As for me personally, I'm one of those people who wouldn't vote for Hillary under any circumstances. Her long history of exceptionally poor judgment in foreign affairs, alone -- supporting the bombing of Kosovo, supporting the invasion and occupation of Iraq, threatening to annihilate Iran, validating the military coup in Honduras, urging the destruction of Libya, urging bombing in Syria, helping instigate the neo-Nazi coup in Ukraine, waiving human rights requirements to provide KSA and the Gulf States tens of billions of dollars of American weapons to use in the Yemeni civil war -- terrifies me. She shares responsibility for hundreds of thousands of deaths, millions of refugees, and the utter destruction of at least three countries, and she has been doing her utmost to force Russia into a new Cold War. But her disastrous military policies aside, there is almost no area I agree with her on, from taxation, to bank regulation, to trade policy, to healthcare. I see her as a secular, mildly pro-contraception, mildly pro-woman version of your average Republican. If Bernie doesn't win the Democratic nomination, I hope he has the balls to run as an Independent, in which case I'll vote for him. If he doesn't, my vote is going to Jill Stein of the Greens. You see, Jill Stein is my quixotic ideal; Bernie Sanders is my viable lesser of evils (he's still a little too gung ho on the whole military adventurism thing for me); and Hillary, like Obama, is what Bruce Dixon called "the more effective evil." If you want to urge people to vote for a Democrat, give them an old-school Democrat like Bernie. Don't give them a warmongering corporatist spawned by the DLC, who consorts exclusively with plutocratic oligarchs except when absolutely necessary for campaign purposes, and whose daughter is married to a fucking Wall-Street hedge-fund manager. There's no amount of lipstick that can prettify that pig.
58
@52: No, but thanks for asking.

@53: Passing Glass-Steagall was a radical change. So was repealing it. Each was a major change to how the banking business fundamentally works.

@54: My latest one-man-crusade has been on that theme. If we succumb to angry rhetoric and ignore the facts, prizing ideology over impact, we shall be no better than Republicans.
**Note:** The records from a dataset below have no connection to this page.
use std::net::{SocketAddr, TcpListener};
use std::sync::Arc;

use tokio::task::JoinSet;
use tokio_util::sync::CancellationToken;
use tracing::{error, info};

use crate::cache::Cache;
use crate::config::{self, Config};
use crate::engine::{self, Deps, Engine, Handle};
use crate::health::{self, Reports, Scanner};
use crate::peer::{self, HttpPeerSet};
use crate::shard::Sharding;
use crate::store::tiered::TieredBlockStore;
use crate::store::{self, BlockStore};
use crate::verify::ThresholdVerifier;
use crate::{account, app, prune, registration, sink, tiering};

#[derive(Debug, thiserror::Error)]
pub enum Error {
    #[error("config: {0}")]
    Config(#[from] config::Error),
    #[error("keys: {0}")]
    Key(#[from] account::Error),
    #[error("storage: {0}")]
    Store(#[from] store::Error),
    #[error("peers: {0}")]
    Peer(#[from] peer::Error),
    #[error("engine: {0}")]
    Engine(#[from] engine::Error),
    #[error("binding {addr}: {source}")]
    Bind { addr: String, source: std::io::Error },
}

/// A fully wired sharder, ready to run.
pub struct Node {
    cfg: Config,
    kp: Arc<account::Keypair>,
    deps: Deps,
    engine: Engine,
    handle: Handle,
    tiered: Option<Arc<TieredBlockStore>>,
    listener: TcpListener,
}

impl Node {
    /// Opens storage, builds the peer sets and binds the listener. Any
    /// failure here means the node can't start.
    pub fn from_config(cfg: Config, kp: account::Keypair) -> Result<Self, Error> {
        cfg.validate()?;
        if kp.id() != cfg.server.id {
            return Err(config::Error::Invalid(format!(
                "keys file belongs to {}, not server.id {}",
                kp.id(),
                cfg.server.id
            ))
            .into());
        }

        let hot = store::open(&cfg.storage)?;
        let (blocks, tiered) = if cfg.tiering.enabled {
            let cold: Arc<dyn BlockStore> = match (&cfg.tiering.endpoint, &cfg.tiering.dir) {
                (Some(endpoint), _) => Arc::new(store::http::HttpBlockStore::new(endpoint, cfg.peers.timeout())?),
                (None, Some(dir)) => Arc::new(store::fs::FsBlockStore::new(dir)),
                (None, None) => return Err(config::Error::Invalid(String::from("tiering has no cold store")).into()),
            };
            let tiered = Arc::new(TieredBlockStore::new(hot, cold, cfg.tiering.delete_local));
            let blocks: Arc<dyn BlockStore> = tiered.clone();
            (blocks, Some(tiered))
        } else {
            (hot, None)
        };

        let miner_keys = cfg
            .peers
            .miners
            .iter()
            .map(|m| account::public_key_from_hex(&m.public_key))
            .collect::<Result<Vec<_>, _>>()?;
        let sharding = Sharding::new(
            &cfg.server.id,
            cfg.peers.sharders.iter().map(|p| p.id.clone()).chain([cfg.server.id.clone()]),
            cfg.sharding.replication,
        );

        let deps = Deps {
            blocks,
            rounds: store::open_rounds(&cfg.storage)?,
            sharders: Arc::new(HttpPeerSet::new(&cfg.peers.sharders, &cfg.server.id, &cfg.peers)?),
            miners: Arc::new(HttpPeerSet::new(&cfg.peers.miners, &cfg.server.id, &cfg.peers)?),
            verifier: Arc::new(ThresholdVerifier::new(miner_keys, cfg.verify.threshold)),
            cache: Arc::new(Cache::new(cfg.storage.cache_size)),
            sink: Arc::new(sink::LogSink),
            sharding: Arc::new(sharding),
        };
        let (engine, handle) = Engine::new(cfg.sync.clone(), deps.clone());

        let listener = TcpListener::bind(&cfg.server.address).map_err(|source| Error::Bind {
            addr: cfg.server.address.clone(),
            source,
        })?;

        Ok(Self { cfg, kp: Arc::new(kp), deps, engine, handle, tiered, listener })
    }

    pub fn handle(&self) -> Handle {
        self.handle.clone()
    }

    pub fn local_addr(&self) -> Option<SocketAddr> {
        self.listener.local_addr().ok()
    }

    /// Loads state, rejoins the fleet, then runs every worker until cancelled.
    pub async fn run(self, token: CancellationToken) -> Result<(), Error> {
        let Node { cfg, kp, deps, mut engine, handle, tiered, listener } = self;
        let round = engine.load().await?;
        info!(id = %cfg.server.id, round, "sharder starting");

        let reports = Arc::new(Reports::default());
        let tiering = tiered.map(|store| {
            let (rounds, sharding) = (deps.rounds.clone(), deps.sharding.clone());
            tiering::Worker::new(cfg.tiering.clone(), store, rounds, sharding, handle.clone())
        });
        let state = app::State {
            id: cfg.server.id.clone(),
            engine: handle.clone(),
            blocks: deps.blocks.clone(),
            rounds: deps.rounds.clone(),
            cache: deps.cache.clone(),
            reports: reports.clone(),
            tiering: tiering.as_ref().map(|w| w.stats()),
        };

        let mut tasks = JoinSet::new();
        // status is served while rejoining
        tasks.spawn(app::serve(listener, Arc::new(state), token.clone()));

        engine.rejoin(&cfg.rejoin, &token).await;

        for (mode, scan) in [
            (health::Mode::Deep, cfg.health.deep.clone()),
            (health::Mode::Proximity, cfg.health.proximity.clone()),
        ] {
            let scanner = Scanner::new(mode, scan, &deps, handle.clone(), reports.clone());
            tasks.spawn(scanner.run(token.clone()));
        }
        if let Some(worker) = tiering {
            tasks.spawn(worker.run(token.clone()));
        }
        let pruner = prune::Worker::new(cfg.prune.clone(), deps.rounds.clone(), handle.clone());
        tasks.spawn(pruner.run(token.clone()));
        let registration = registration::Worker::new(
            cfg.registration.clone(),
            kp,
            deps.sharders.clone(),
            deps.miners.clone(),
        );
        tasks.spawn(registration.run(token.clone()));
        tasks.spawn(engine.run(token.clone()));

        while let Some(res) = tasks.join_next().await {
            if let Err(e) = res {
                error!(error = %e, "worker task failed");
            }
        }
        info!("sharder stopped");
        Ok(())
    }
}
@55: My point here has been that a lot of Sanders's more eyebrow-raising proposals are rooted more in a sense of outrage, that something must be done!, than in a coolheaded analysis of the situation.
59
What Hillary has shown, time and again over her time in public life, is that she's at her most unpopular when running for something, and her most popular when actually doing something. Her most unpopular moments in '96 ("running" for first lady), '00 (running for senate), '08-'09 (running for president/trying to get confirmed as SoS), and now. Her most popular was in '98, '05-'06, and '11, when she was in the midst of holding the jobs she got.

All of this is a bit unsettling going into the general election, but makes me confident that many (certainly not all) of those who are dubious now will be pleasantly surprised if/when she's elected.
60
One thing that has amazed me about this election cycle so far is how many liberals talk about how free/heavily subsidized college needs to be a priority, and how the big banks need to be broken up, yet when a candidate comes along who wants to pursue these things, they suddenly become impossible and foolish ideals.

Someone has to get that ball rolling at some point, or it will never happen.

Also, can someone point me to a presidential candidate in our history who has delivered on his campaign promises, or not promised his potential voters everything they wanted? I never saw Obama criticized so heavily for having lofty goals and promising the world.
61
I respect John Hodgman, I respect his opinion, and I respect his right to speak out for what he believes in. That said, I disagree with his opinion, and won't be voting for Hillary now or ever.
62
@7 FTW
63
That Hodgman didn't need the words "foreign", "war" and "tax" tells you a lot.